Source records section start

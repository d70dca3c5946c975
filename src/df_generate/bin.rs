use dexfacts::prelude::DfResult;
use dexfacts::{cli, df_generate};

fn main() -> DfResult<()> {
    let args = cli::generate().get_matches();
    df_generate::run(&args)
}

Source records section end

▸ Your objective:
The data are to be transcribed in full, exactly as given.

▸ Result for this exercise:
repository d70dca3c5946c975
filename src/df_generate/bin.rs
use dexfacts::prelude::DfResult;
use dexfacts::{cli, df_generate};

fn main() -> DfResult<()> {
    let args = cli::generate().get_matches();
    df_generate::run(&args)
}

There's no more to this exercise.